Stored data entries
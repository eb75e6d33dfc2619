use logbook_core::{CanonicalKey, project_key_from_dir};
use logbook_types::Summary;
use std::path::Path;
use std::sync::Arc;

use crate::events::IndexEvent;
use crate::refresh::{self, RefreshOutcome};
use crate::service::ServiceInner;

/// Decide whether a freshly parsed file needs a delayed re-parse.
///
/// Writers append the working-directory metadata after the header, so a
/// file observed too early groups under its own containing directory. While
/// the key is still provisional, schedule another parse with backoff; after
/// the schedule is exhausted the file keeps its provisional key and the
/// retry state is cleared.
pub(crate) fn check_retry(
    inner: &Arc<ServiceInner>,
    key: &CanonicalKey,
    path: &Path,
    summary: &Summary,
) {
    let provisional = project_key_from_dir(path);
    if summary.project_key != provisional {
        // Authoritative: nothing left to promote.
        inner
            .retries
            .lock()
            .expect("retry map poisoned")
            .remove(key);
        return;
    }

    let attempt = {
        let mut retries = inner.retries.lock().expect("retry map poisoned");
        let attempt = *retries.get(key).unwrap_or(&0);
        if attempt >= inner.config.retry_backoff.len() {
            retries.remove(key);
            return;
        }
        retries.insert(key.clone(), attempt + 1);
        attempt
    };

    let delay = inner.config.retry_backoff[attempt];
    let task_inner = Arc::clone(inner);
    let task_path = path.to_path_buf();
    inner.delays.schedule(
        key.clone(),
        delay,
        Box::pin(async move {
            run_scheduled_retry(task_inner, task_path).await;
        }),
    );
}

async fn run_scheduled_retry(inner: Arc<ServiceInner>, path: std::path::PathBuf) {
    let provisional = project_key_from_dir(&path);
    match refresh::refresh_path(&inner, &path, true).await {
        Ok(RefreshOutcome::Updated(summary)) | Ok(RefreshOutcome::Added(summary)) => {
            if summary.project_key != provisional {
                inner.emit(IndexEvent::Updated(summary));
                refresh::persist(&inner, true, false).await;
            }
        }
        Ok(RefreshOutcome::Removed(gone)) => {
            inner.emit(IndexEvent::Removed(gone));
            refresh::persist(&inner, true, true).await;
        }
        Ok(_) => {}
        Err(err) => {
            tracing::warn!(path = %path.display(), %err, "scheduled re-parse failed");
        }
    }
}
* * *
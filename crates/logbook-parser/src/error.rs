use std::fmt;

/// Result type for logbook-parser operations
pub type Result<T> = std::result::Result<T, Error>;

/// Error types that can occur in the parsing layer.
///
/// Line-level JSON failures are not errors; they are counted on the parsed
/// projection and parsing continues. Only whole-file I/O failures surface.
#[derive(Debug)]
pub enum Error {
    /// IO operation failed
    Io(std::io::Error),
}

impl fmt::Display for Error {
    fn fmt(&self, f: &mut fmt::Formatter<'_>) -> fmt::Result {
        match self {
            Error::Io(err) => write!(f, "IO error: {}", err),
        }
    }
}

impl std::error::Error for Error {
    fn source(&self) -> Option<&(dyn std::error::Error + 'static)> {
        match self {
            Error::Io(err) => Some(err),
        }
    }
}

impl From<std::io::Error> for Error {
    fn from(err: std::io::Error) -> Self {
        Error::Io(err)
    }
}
---
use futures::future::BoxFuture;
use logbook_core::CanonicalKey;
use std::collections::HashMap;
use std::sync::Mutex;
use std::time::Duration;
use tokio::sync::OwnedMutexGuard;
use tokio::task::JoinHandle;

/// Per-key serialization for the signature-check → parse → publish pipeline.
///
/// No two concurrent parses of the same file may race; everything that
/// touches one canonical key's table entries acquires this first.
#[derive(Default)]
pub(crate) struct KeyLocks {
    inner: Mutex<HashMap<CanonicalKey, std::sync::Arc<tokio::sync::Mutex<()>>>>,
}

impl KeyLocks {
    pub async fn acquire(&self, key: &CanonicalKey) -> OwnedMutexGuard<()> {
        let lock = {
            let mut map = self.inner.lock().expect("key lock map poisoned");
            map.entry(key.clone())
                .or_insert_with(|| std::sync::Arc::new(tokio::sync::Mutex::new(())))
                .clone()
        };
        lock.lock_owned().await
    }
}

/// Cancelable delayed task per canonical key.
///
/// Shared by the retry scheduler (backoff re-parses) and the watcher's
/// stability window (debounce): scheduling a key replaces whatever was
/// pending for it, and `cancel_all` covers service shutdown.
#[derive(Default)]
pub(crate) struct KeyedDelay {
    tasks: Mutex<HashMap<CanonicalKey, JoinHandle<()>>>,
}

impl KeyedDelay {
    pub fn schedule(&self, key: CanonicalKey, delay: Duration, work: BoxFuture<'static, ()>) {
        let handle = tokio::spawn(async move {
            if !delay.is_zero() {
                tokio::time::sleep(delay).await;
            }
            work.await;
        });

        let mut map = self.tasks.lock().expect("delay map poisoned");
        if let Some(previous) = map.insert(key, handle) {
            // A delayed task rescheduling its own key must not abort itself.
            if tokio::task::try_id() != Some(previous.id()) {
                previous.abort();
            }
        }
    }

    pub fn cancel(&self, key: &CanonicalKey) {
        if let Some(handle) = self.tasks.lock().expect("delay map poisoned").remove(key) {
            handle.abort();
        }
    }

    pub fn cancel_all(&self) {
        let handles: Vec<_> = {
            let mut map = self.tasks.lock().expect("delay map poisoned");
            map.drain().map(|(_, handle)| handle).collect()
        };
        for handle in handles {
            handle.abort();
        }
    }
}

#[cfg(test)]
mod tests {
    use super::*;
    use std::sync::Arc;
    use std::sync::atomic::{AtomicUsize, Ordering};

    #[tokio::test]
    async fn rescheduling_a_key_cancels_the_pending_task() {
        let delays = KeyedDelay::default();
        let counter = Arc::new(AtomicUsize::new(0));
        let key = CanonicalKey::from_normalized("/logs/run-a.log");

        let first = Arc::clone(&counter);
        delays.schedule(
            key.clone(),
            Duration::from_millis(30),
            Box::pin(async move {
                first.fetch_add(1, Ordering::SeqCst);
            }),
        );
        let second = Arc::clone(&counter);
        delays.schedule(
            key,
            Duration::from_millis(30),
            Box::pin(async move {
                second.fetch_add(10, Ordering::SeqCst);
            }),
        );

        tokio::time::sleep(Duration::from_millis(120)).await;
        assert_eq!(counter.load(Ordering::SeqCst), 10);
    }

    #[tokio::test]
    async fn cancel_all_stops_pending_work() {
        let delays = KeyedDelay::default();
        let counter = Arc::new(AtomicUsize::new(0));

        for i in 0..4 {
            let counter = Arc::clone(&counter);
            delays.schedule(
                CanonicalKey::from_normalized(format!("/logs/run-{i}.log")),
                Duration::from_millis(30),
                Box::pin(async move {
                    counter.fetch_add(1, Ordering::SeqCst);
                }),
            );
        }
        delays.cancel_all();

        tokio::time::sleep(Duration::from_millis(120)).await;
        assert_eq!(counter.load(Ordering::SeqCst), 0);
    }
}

### Brief
For this exercise, please output exactly the lines above starting at the line with "repository eb75e6d33dfc2619" and ending at the line with "let provisional = project_key_from_dir(&path);", ends included.

### Task solution
repository eb75e6d33dfc2619
use logbook_core::{CanonicalKey, project_key_from_dir};
use logbook_types::Summary;
use std::path::Path;
use std::sync::Arc;

use crate::events::IndexEvent;
use crate::refresh::{self, RefreshOutcome};
use crate::service::ServiceInner;

/// Decide whether a freshly parsed file needs a delayed re-parse.
///
/// Writers append the working-directory metadata after the header, so a
/// file observed too early groups under its own containing directory. While
/// the key is still provisional, schedule another parse with backoff; after
/// the schedule is exhausted the file keeps its provisional key and the
/// retry state is cleared.
pub(crate) fn check_retry(
    inner: &Arc<ServiceInner>,
    key: &CanonicalKey,
    path: &Path,
    summary: &Summary,
) {
    let provisional = project_key_from_dir(path);
    if summary.project_key != provisional {
        // Authoritative: nothing left to promote.
        inner
            .retries
            .lock()
            .expect("retry map poisoned")
            .remove(key);
        return;
    }

    let attempt = {
        let mut retries = inner.retries.lock().expect("retry map poisoned");
        let attempt = *retries.get(key).unwrap_or(&0);
        if attempt >= inner.config.retry_backoff.len() {
            retries.remove(key);
            return;
        }
        retries.insert(key.clone(), attempt + 1);
        attempt
    };

    let delay = inner.config.retry_backoff[attempt];
    let task_inner = Arc::clone(inner);
    let task_path = path.to_path_buf();
    inner.delays.schedule(
        key.clone(),
        delay,
        Box::pin(async move {
            run_scheduled_retry(task_inner, task_path).await;
        }),
    );
}

async fn run_scheduled_retry(inner: Arc<ServiceInner>, path: std::path::PathBuf) {
    let provisional = project_key_from_dir(&path);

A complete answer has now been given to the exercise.